Pensando bem hoje em dia, talvez o desaparecimento de Luna e do casal Martins tivesse sido premeditado por alguém!
Cristiano apertou o volante; seu rosto foi coberto gradualmente por uma fina camada de gelo.
...
Renata não sabia que estava sendo seguida. Após chegar ao bar, ela entrou de coração pesado.
A essa hora, embora lá fora o sol brilhasse, no interior do bar as luzes já piscavam intensamente. Pessoas dos mais diversos tipos conversavam, dançavam na pista... Algumas se empolgavam demais, tiravam as camisas e beijavam quem estivesse ao lado. Tudo muito ousado!
A cena lembrava um ambiente de festas licenciosas.
Renata estava um tanto em choque. Era sua primeira vez lá, nunca antes estivera num lugar como aquele.
Porque Wilson não gostava.
Em seu íntimo, ele tinha traços de machismo; preferia que as mulheres fossem dóceis.
Por isso, naqueles três anos, ela se portara exatamente como ele gostava. Até mesmo seus cabelos eram os fios longos, pretos e lisos que ele apreciava!
Renata deu um sorriso amargo, achou uma mesa isolada e pediu um Bloody Mary.
Agora ela já não o amava, ela quebraria todas as correntes do passado!
O bartender serviu a bebida prontamente. Ao ver sua aparência doce, que destoava completamente daquele ambiente, ele não pôde deixar de fitá-la com admiração...
Renata ajeitou os cabelos longos e deu um pequeno gole na bebida. O álcool era forte; assim que o líquido desceu, sua garganta e estômago queimaram como se tivessem sido incendiados.
Aquilo a fez lembrar, num lapso, da primeira vez em que Wilson a levara para beber em um evento social.
Aquela tinha sido a primeira vez que ela ingerira um destilado com tão alto teor alcoólico. Bastaram dois goles para que a garganta e o estômago protestassem de dor.

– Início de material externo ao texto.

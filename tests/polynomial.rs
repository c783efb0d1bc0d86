use wsmath::{MathError, Numeric, Polynomial, Unavailable, parse_expr};

fn poly(input: &str) -> Polynomial {
    let expr = parse_expr(input).expect("parse polynomial");
    Polynomial::from_expr(&expr, "x").expect("build polynomial")
}

fn frac(n: i64, d: i64) -> Numeric {
    Numeric::from_fraction(n, d).expect("non-zero denominator")
}

#[test]
fn polynomial_division_exact() {
    let division = poly("x^3 - 1").divide(&poly("x - 1")).unwrap();
    assert!(division.remainder.is_zero());
    assert_eq!(division.quotient, poly("x^2 + x + 1"));
}

#[test]
fn polynomial_division_remainder() {
    let division = poly("x^3 + x + 1").divide(&poly("x^2 + 1")).unwrap();
    assert_eq!(division.quotient, poly("x"));
    assert_eq!(division.remainder, poly("1"));
}

#[test]
fn polynomial_division_non_exact() {
    assert!(poly("x^2 + 1").div_exact(&poly("x + 1")).is_none());
}

#[test]
fn division_of_lower_degree_keeps_dividend() {
    let division = poly("3*x + 2").divide(&poly("x^2 - 5")).unwrap();
    assert!(division.quotient.is_zero());
    assert_eq!(division.remainder, poly("3*x + 2"));
}

#[test]
fn division_by_zero_polynomial_fails() {
    assert_eq!(
        poly("x + 1").divide(&Polynomial::zero()),
        Err(MathError::DivisionByZero)
    );
}

#[test]
fn polynomial_gcd_is_monic() {
    assert_eq!(Polynomial::gcd(&poly("x^2 - 1"), &poly("x^2 - x")), poly("x - 1"));
}

#[test]
fn polynomial_gcd_ignores_content() {
    assert_eq!(Polynomial::gcd(&poly("2*x^2 + 2*x"), &poly("4*x")), poly("x"));
}

#[test]
fn polynomial_content_and_primitive_part() {
    let polynomial = poly("2/3*x^2 + 4/3*x + 2/3");
    let (content, primitive) = polynomial.content_and_primitive_part();
    assert_eq!(content, frac(2, 3));
    assert_eq!(primitive, poly("x^2 + 2*x + 1"));
    assert_eq!(primitive.scale(&content), polynomial);
}

#[test]
fn polynomial_content_sign_normalizes_leading_coeff() {
    let polynomial = poly("-2*x^2 - 4*x");
    let (content, primitive) = polynomial.content_and_primitive_part();
    assert_eq!(content, Numeric::from_number(-2));
    assert_eq!(primitive, poly("x^2 + 2*x"));
    assert_eq!(primitive.scale(&content), polynomial);
}

#[test]
fn polynomial_content_zero_is_zero() {
    let (content, primitive) = poly("0").content_and_primitive_part();
    assert!(content.is_zero());
    assert!(primitive.is_zero());
}

#[test]
fn leading_zeros_are_stripped() {
    let p = Polynomial::from_ints(&[0, 0, 3, 0, -1]);
    assert_eq!(p.degree(), 2);
    assert_eq!(p.coefs(), poly("3*x^2 - 1").coefs());
    assert_eq!(Polynomial::from_ints(&[0, 0]).coefs(), &[Numeric::zero()]);
}

#[test]
fn from_roots_clears_denominators() {
    let p = Polynomial::from_roots(&[frac(1, 2), Numeric::from_number(-3)]);
    assert_eq!(p, poly("2*x^2 + 5*x - 3"));
    assert_eq!(p.roots().map(<[Numeric]>::len), Some(2));
    assert!(p.evaluate(&frac(1, 2)).is_zero());
    assert!(p.evaluate(&Numeric::from_number(-3)).is_zero());
}

#[test]
fn from_roots_empty_is_one() {
    assert!(Polynomial::from_roots(&[]).is_one());
}

#[test]
fn equality_ignores_attached_roots() {
    let with_roots = Polynomial::from_roots(&[Numeric::from_number(1), Numeric::from_number(2)]);
    assert_eq!(with_roots, poly("x^2 - 3*x + 2"));
}

#[test]
fn power_and_products() {
    assert_eq!(poly("x + 1").power(0), Polynomial::one());
    assert_eq!(poly("x + 1").power(3), poly("x^3 + 3*x^2 + 3*x + 1"));
    assert_eq!(poly("x - 1") * poly("x + 1"), poly("x^2 - 1"));
    assert_eq!(poly("x^2") - poly("x^2 - 4"), poly("4"));
}

#[test]
fn derive_and_integrate() {
    let p = poly("3*x^2 - 2*x + 5");
    assert_eq!(p.derive(), poly("6*x - 2"));
    assert_eq!(p.derive().integrate(&Numeric::from_number(5)), p);
    assert_eq!(poly("x^2").integrate(&Numeric::zero()), poly("1/3*x^3"));
}

#[test]
fn rendering_suppresses_unit_coefficients() {
    let p = poly("-x^3 + 1/2*x^2 - x + 4");
    assert_eq!(p.to_tex("t"), "-t^{3} + \\frac{1}{2}t^{2} - t + 4");
    assert_eq!(p.to_text("t"), "-t^3 + 1/2*t^2 - t + 4");
    assert_eq!(Polynomial::zero().to_tex("x"), "0");
}

#[test]
fn text_form_parses_back() {
    let p = poly("5*x^4 - 2/3*x + 7");
    let reparsed = Polynomial::from_expr(&parse_expr(&p.to_text("x")).unwrap(), "x").unwrap();
    assert_eq!(reparsed, p);
}

#[test]
fn factor_form_groups_equal_roots() {
    let roots = [
        Numeric::from_number(2),
        Numeric::from_number(2),
        Numeric::zero(),
        frac(-1, 3),
    ];
    let p = Polynomial::from_roots(&roots);
    assert_eq!(
        p.factor_form("x").unwrap(),
        "\\left(x - 2\\right)^{2} \\cdot x \\cdot \\left(3x + 1\\right)"
    );
}

#[test]
fn factor_form_without_roots_delegates() {
    let p = poly("x^2 - 1");
    assert!(p.factor_form("x").is_none());
    assert_eq!(p.to_factor_form("x", &Unavailable), "?");
    assert_eq!(
        p.to_factor_form("x", &wsmath::NATIVE),
        "\\left(x + 1\\right) \\cdot \\left(x - 1\\right)"
    );
}
//! Expression tree used for textual evaluator requests.

use std::collections::BTreeSet;
use std::fmt;

use num_rational::BigRational;

pub type Rational = BigRational;

#[derive(Clone, PartialEq, Eq, PartialOrd, Ord, Hash, Debug)]
pub enum Expr {
    Variable(String),
    Constant(Rational),
    Add(Box<Expr>, Box<Expr>),
    Sub(Box<Expr>, Box<Expr>),
    Mul(Box<Expr>, Box<Expr>),
    Div(Box<Expr>, Box<Expr>),
    Pow(Box<Expr>, Box<Expr>),
    Neg(Box<Expr>),
    Sqrt(Box<Expr>),
}

impl Expr {
    pub fn boxed(self) -> Box<Self> {
        Box::new(self)
    }

    pub fn variables(&self) -> BTreeSet<String> {
        let mut out = BTreeSet::new();
        self.collect_variables(&mut out);
        out
    }

    fn collect_variables(&self, out: &mut BTreeSet<String>) {
        match self {
            Expr::Variable(v) => {
                out.insert(v.clone());
            }
            Expr::Constant(_) => {}
            Expr::Add(a, b)
            | Expr::Sub(a, b)
            | Expr::Mul(a, b)
            | Expr::Div(a, b)
            | Expr::Pow(a, b) => {
                a.collect_variables(out);
                b.collect_variables(out);
            }
            Expr::Neg(inner) | Expr::Sqrt(inner) => inner.collect_variables(out),
        }
    }
}

impl fmt::Display for Expr {
    fn fmt(&self, f: &mut fmt::Formatter<'_>) -> fmt::Result {
        write!(f, "{}", crate::format::pretty(self))
    }
}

E na época, Wilson também havia sido tão atencioso; ao perceber o quanto ela estava mal, não a deixou beber mais, em seguida a acompanhou até casa e comprou-lhe remédios contra a ressaca.
Ela foi se afogando gradualmente naquela gentileza, incapaz de se soltar.
Mas, aos poucos, ele mudou...
Talvez a frase fosse mesmo verdadeira:
Não existe homem fiel neste mundo, depois que conquistam, não dão mais valor!
Renata, sentindo-se um pouco mal, franziu a testa.
Ela pressionou o estômago antes de dar o segundo gole. Ao soltar a taça, já levemente embriagada, murmurou a ofensa com a voz trêmula.
— Canalha...
— Decepção amorosa?
Uma voz masculina grave e profunda soou de repente em seu ouvido.